Agent Tesla, Formbook и Remcos RAT атакуют европейский бизнес

В мае ESET зафиксировала масштабные фишинговые кампании, направленные на малый и средний бизнес в Польше, Италии и Румынии. В результате атак на устройства жертв были установлены несколько вредоносных программ – Agent Tesla, Formbook и Remcos RAT.

Злоумышленники использовали уже скомпрометированные почтовые аккаунты и серверы компаний для распространения вредоносных писем, а также для размещения и сбора украденных данных. Кампания включала 9 волн атак, в которых использовался загрузчик вредоносного ПО DBatLoader (ModiLoader и NatsoLoader) для доставки вредоносных программ.

Цепочка заражения

Начальная точка атак заключалась в фишинговых письмах с вложениями в формате RAR или ISO, содержащими вредоносные файлы. При открытии вложений запускался многоступенчатый процесс загрузки и активации троянских программ.

В случаях с вложением ISO-файлов, содержимым был исполняемый файл ModiLoader (названный так же или совпадающим с названием самого ISO-файла), который запускался при открытии исполняемого файла.

В случаях с вложением RAR-файлов, содержимое архивов представляло собой сильно запутанный пакетный скрипт (с тем же именем, что и архив) с расширением «.cmd». Файл также содержал исполняемый файл ModiLoader в кодировке Base64, замаскированный под список отзыва PEM-сертификатов. Batch-скрипт отвечает за декодирование и запуск встроенного ModiLoader.
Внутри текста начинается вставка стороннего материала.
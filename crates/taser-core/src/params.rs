//! Scalar parameter arena.
//!
//! Trajectories keep their control points in a [`ParamStore`]: a flat vector of scalar
//! slots addressed by [`ParamHandle`]. Handles are stable for the lifetime of the store,
//! so residuals can hold handles instead of values and observe in-place updates
//! without being rebound.

use crate::Real;
use anyhow::{ensure, Result};
use nalgebra::DVector;

/// Stable identity of one scalar slot in a [`ParamStore`].
#[derive(Debug, Clone, Copy, PartialEq, Eq, Hash, PartialOrd, Ord)]
pub struct ParamHandle(pub usize);

#[derive(Debug, Clone, Default, PartialEq)]
pub struct ParamStore {
    values: Vec<Real>,
}

impl ParamStore {
    pub fn new() -> Self {
        Self::default()
    }

    pub fn from_vec(values: Vec<Real>) -> Self {
        Self { values }
    }

    pub fn len(&self) -> usize {
        self.values.len()
    }

    pub fn is_empty(&self) -> bool {
        self.values.is_empty()
    }

    /// Appends `values` and returns the handle of the first new slot.
    pub fn push_chunk(&mut self, values: &[Real]) -> ParamHandle {
        let first = ParamHandle(self.values.len());
        self.values.extend_from_slice(values);
        first
    }

    pub fn get(&self, handle: ParamHandle) -> Option<Real> {
        self.values.get(handle.0).copied()
    }

    /// Writes a slot; returns `false` if the handle is out of range.
    pub fn set(&mut self, handle: ParamHandle, value: Real) -> bool {
        match self.values.get_mut(handle.0) {
            Some(slot) => {
                *slot = value;
                true
            }
            None => false,
        }
    }

    /// Handles `[index * dim, (index + 1) * dim)` of the `index`-th chunk.
    pub fn chunk_handles(index: usize, dim: usize) -> impl Iterator<Item = ParamHandle> {
        (index * dim..(index + 1) * dim).map(ParamHandle)
    }

    /// Copy of the `index`-th `dim`-sized chunk.
    pub fn chunk(&self, index: usize, dim: usize) -> Result<DVector<Real>> {
        let start = index * dim;
        ensure!(
            start + dim <= self.values.len(),
            "chunk {} of size {} out of range for store of length {}",
            index,
            dim,
            self.values.len()
        );
        Ok(DVector::from_column_slice(&self.values[start..start + dim]))
    }

    pub fn as_slice(&self) -> &[Real] {
        &self.values
    }
}
//! Trajectory estimation on top of `taser-core` trajectories.
//!
//! This crate focuses on turning timestamped measurements into a non-linear least
//! squares problem over trajectory control points and solving it with a trust-region
//! minimizer whose iterations can be observed (and aborted) by caller callbacks.
//!
//! Data flow: [`Measurement`] -> [`ResidualBinding`] -> [`ProblemAssembler`] ->
//! [`TrustRegionMinimizer`] -> iteration callbacks -> [`SolveSummary`].
//!
//! The entry point is [`TrajectoryEstimator`]:
//!
//! ```ignore
//! let mut estimator = TrajectoryEstimator::new(&mut spline);
//! estimator.add_measurement(&PositionMeasurement::new(0.4, Vec3::new(1.0, 0.0, 2.0)))?;
//! estimator.add_callback(|s: &IterationSummary| println!("{} {}", s.iteration, s.cost));
//! let summary = estimator.solve(&SolveOptions::default().with_max_iterations(10))?;
//! println!("{}", summary.full_report());
//! ```

pub mod binding;
pub mod error;
pub mod estimator;
pub mod factors;
pub mod measurements;
pub mod problem;
pub mod sensors;
pub mod solver;
pub mod summary;

pub use crate::binding::{ParamRef, ResidualBinding};
pub use crate::error::{BindError, EstimatorError};
pub use crate::estimator::TrajectoryEstimator;
pub use crate::factors::reprojection::PinholeIntrinsics;
pub use crate::factors::ResidualFactor;
pub use crate::measurements::{
    standard_gravity, BindContext, CameraMeasurement, ImuMeasurement, Measurement,
    PositionMeasurement, SimpleMeasurement,
};
pub use crate::problem::{ParamEntry, ProblemAssembler, ReducedProblem};
pub use crate::sensors::{SensorBlock, SensorBlockId, SensorParams};
pub use crate::solver::{
    CallbackReturn, IntoCallbackReturn, IterationCallback, IterationState, IterationSummary,
    LeastSquaresProblem, MinimizerOutcome, SolveOptions, TerminationType, TrustRegionMinimizer,
    WithState,
};
pub use crate::summary::SolveSummary;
CMD-файл содержит обфусцированный пакетный скрипт, который декодирует двоичный файл ModiLoader в кодировке Base64

DBatLoader, разработанный на базе Delphi, предназначен для загрузки и запуска вредоносного ПО следующего этапа с Microsoft OneDrive или с скомпрометированных серверов компаний. Независимо от типа установленного вредоносного ПО, Agent Tesla, Formbook и Remcos RAT обладают возможностями кражи конфиденциальной информации, в том числи из браузеров и почтовых клиентов, что позволяет злоумышленникам подготовить почву для последующих атак.